■ Instructions for the task ■
Let the answer be the lines from the one with "fn build_query(&self, cfg: &QueryConfig)" to the end of the entries, copied exactly with both boundary lines kept.

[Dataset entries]
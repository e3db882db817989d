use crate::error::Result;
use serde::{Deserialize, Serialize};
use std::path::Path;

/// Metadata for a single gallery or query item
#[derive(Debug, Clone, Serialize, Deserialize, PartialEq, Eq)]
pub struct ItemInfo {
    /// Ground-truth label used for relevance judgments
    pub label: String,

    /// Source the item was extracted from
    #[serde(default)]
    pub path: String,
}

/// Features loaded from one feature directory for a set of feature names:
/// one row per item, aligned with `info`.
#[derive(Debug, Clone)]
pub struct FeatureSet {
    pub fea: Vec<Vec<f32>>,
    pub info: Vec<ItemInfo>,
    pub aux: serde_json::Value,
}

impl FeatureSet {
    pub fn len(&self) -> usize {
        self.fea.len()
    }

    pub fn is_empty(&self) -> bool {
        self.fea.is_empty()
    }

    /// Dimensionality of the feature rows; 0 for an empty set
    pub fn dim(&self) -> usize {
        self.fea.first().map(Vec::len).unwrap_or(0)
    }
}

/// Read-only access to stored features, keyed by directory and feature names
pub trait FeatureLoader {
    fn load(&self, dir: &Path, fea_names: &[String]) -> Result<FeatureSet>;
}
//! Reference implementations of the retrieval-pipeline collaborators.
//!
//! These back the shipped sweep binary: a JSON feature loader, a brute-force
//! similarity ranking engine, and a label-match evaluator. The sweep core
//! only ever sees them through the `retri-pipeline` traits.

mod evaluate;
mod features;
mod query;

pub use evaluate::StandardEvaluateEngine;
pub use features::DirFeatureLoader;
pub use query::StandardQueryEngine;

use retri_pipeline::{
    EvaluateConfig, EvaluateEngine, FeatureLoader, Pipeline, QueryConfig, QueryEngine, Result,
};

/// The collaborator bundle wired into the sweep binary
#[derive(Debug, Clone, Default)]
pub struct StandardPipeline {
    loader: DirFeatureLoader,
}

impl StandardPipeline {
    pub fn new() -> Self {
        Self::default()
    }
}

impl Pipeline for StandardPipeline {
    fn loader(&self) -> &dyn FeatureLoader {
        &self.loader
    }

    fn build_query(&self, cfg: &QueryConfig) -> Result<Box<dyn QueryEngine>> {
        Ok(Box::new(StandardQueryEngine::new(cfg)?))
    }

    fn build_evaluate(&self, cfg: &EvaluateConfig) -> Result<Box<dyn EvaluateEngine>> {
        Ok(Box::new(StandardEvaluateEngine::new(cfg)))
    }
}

■ Your solution ■
    fn build_query(&self, cfg: &QueryConfig) -> Result<Box<dyn QueryEngine>> {
        Ok(Box::new(StandardQueryEngine::new(cfg)?))
    }

    fn build_evaluate(&self, cfg: &EvaluateConfig) -> Result<Box<dyn EvaluateEngine>> {
        Ok(Box::new(StandardEvaluateEngine::new(cfg)))
    }
}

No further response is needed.